Consigo quitarle el objeto, que sale por los aires y aterriza sobre el césped. Miss Celia se aparta de él y escupe sobre la hierba. Se ha manchado de sangre el camisón rosa de satén y la tela se le pega a las piernas.

—No está muerto —dice.

—Pero casi —apunto.

—¿Te ha hecho daño, Minny? —me pregunta, sin apartar la vista del hombre—. ¿Te duele mucho?

Noto que la sangre me resbala por la cara, pero sé que es del corte que me hizo Leroy al tirarme el tarro de azúcar, que se ha vuelto a abrir.

—Bueno, no me ha hecho tanto daño como
usté
a él.

El hombre suelta un gemido y las dos retrocedemos un paso. Me hago con el atizador y el mango de la escoba, pero para mantenerlos lejos de Miss Celia.

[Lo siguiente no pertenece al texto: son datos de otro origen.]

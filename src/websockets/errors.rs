use thiserror::Error;

use super::messages::MessageType;
use crate::room::errors::RoomError;

/// Reasons an inbound event is rejected. Each one becomes a private `error`
/// message to the connection that sent the event.
#[derive(Debug, Error)]
pub enum EventError {
    #[error(transparent)]
    Room(#[from] RoomError),

    #[error("Invalid payload for {event}: {reason}")]
    InvalidPayload { event: MessageType, reason: String },

    #[error("Unsupported event: {0}")]
    UnsupportedEvent(MessageType),

    #[error("Malformed message: {0}")]
    MalformedMessage(String),
}

impl EventError {
    pub fn invalid_payload(event: MessageType, reason: impl Into<String>) -> Self {
        EventError::InvalidPayload {
            event,
            reason: reason.into(),
        }
    }
}
use axum::{
    extract::{Path, State},
    Json,
};
use tracing::{info, instrument};

use super::{models::Room, types::RoomSummary};
use crate::shared::{AppError, AppState};

/// HTTP handler for listing all rooms
///
/// GET /rooms
#[instrument(name = "list_rooms", skip(state))]
pub async fn list_rooms(State(state): State<AppState>) -> Json<Vec<RoomSummary>> {
    let max_players = state.limits.max_players;
    let mut rooms: Vec<RoomSummary> = state
        .room_repository
        .list_rooms()
        .iter()
        .map(|room| RoomSummary::from_room(room, max_players))
        .collect();
    rooms.sort_by(|a, b| a.id.cmp(&b.id));

    info!(room_count = rooms.len(), "Rooms listed");

    Json(rooms)
}

/// Full snapshot of one room
///
/// GET /rooms/:room_id
#[instrument(name = "get_room", skip(state))]
pub async fn get_room(
    State(state): State<AppState>,
    Path(room_id): Path<String>,
) -> Result<Json<Room>, AppError> {
    state
        .room_repository
        .find_room(&room_id)
        .map(Json)
        .ok_or_else(|| AppError::NotFound(format!("Room {room_id} not found")))
}
use std::sync::Arc;
use tracing::{debug, info};

use crate::{
    room::{
        activity_tracker::ActivityTracker, models::RoomStatus, repository::RoomRepository,
    },
    websockets::{
        connection_manager::ConnectionManager,
        errors::EventError,
        messages::{JoinRoomPayload, PlayerRefPayload, RoomRefPayload, WebSocketMessage},
    },
};

use super::shared::MessageBroadcaster;

/// Membership and round lifecycle: join, leave, heartbeat, game over, restart
pub struct RoomEventHandlers {
    room_repository: Arc<dyn RoomRepository>,
    activity_tracker: Arc<ActivityTracker>,
    connection_manager: Arc<dyn ConnectionManager>,
}

impl RoomEventHandlers {
    pub fn new(
        room_repository: Arc<dyn RoomRepository>,
        activity_tracker: Arc<ActivityTracker>,
        connection_manager: Arc<dyn ConnectionManager>,
    ) -> Self {
        Self {
            room_repository,
            activity_tracker,
            connection_manager,
        }
    }

    pub async fn handle_join(
        &self,
        connection_id: &str,
        payload: JoinRoomPayload,
    ) -> Result<(), EventError> {
        let JoinRoomPayload { room_id, player } = payload;
        debug!(room_id = %room_id, player_id = %player.id, "Handling join request");

        let outcome = self.room_repository.join_room(&room_id, player.clone())?;
        let room = outcome.room;
        let member = room.player(&player.id).cloned().unwrap_or(player);

        self.connection_manager
            .join_group(&room_id, connection_id)
            .await;

        MessageBroadcaster::send_to_connection(
            &self.connection_manager,
            connection_id,
            &WebSocketMessage::joined_room(room.clone(), member.clone()),
        )
        .await;

        info!(
            room_id = %room_id,
            player_id = %member.id,
            created = outcome.created,
            player_count = room.player_count(),
            "Player joined room"
        );

        MessageBroadcaster::broadcast_to_room(
            &self.connection_manager,
            &room_id,
            &WebSocketMessage::player_joined(room, member),
        )
        .await;

        Ok(())
    }

    pub async fn handle_leave(
        &self,
        connection_id: &str,
        payload: PlayerRefPayload,
    ) -> Result<(), EventError> {
        let PlayerRefPayload { room_id, player_id } = payload;

        let room = self
            .room_repository
            .remove_player_from_room(&room_id, &player_id)?;

        self.connection_manager
            .leave_group(&room_id, connection_id)
            .await;

        info!(
            room_id = %room_id,
            player_id = %player_id,
            room_deleted = room.is_none(),
            "Player left room"
        );

        MessageBroadcaster::broadcast_to_room(
            &self.connection_manager,
            &room_id,
            &WebSocketMessage::player_left(room, player_id),
        )
        .await;

        Ok(())
    }

    /// Keeps the room and player alive. Never answers, not even with an error.
    pub async fn handle_heartbeat(&self, payload: PlayerRefPayload) -> Result<(), EventError> {
        if let Err(e) = self
            .activity_tracker
            .record_activity(&payload.room_id, &payload.player_id)
        {
            debug!(room_id = %payload.room_id, error = %e, "Heartbeat ignored");
        }
        Ok(())
    }

    pub async fn handle_game_over(&self, payload: RoomRefPayload) -> Result<(), EventError> {
        let room = self
            .room_repository
            .set_room_status(&payload.room_id, RoomStatus::Over)?;

        info!(room_id = %payload.room_id, score = room.score, "Game over");

        MessageBroadcaster::broadcast_to_room(
            &self.connection_manager,
            &payload.room_id,
            &WebSocketMessage::game_over(room),
        )
        .await;

        Ok(())
    }

    pub async fn handle_restart(&self, payload: RoomRefPayload) -> Result<(), EventError> {
        let room = self.room_repository.restart_room(&payload.room_id)?;

        MessageBroadcaster::broadcast_to_room(
            &self.connection_manager,
            &payload.room_id,
            &WebSocketMessage::game_restarted(room),
        )
        .await;

        Ok(())
    }
}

El hombre se da la vuelta en el suelo. Tiene sangre a ambos lados de la cara y los ojos cerrados por los moratones. Su mandíbula está desencajada, pero, no sé muy bien cómo, consigue ponerse de pie y empieza a alejarse con pasos inestables. Ni siquiera nos mira. Nos quedamos allí observando cómo atraviesa cojeando los arbustos y desaparece entre los árboles.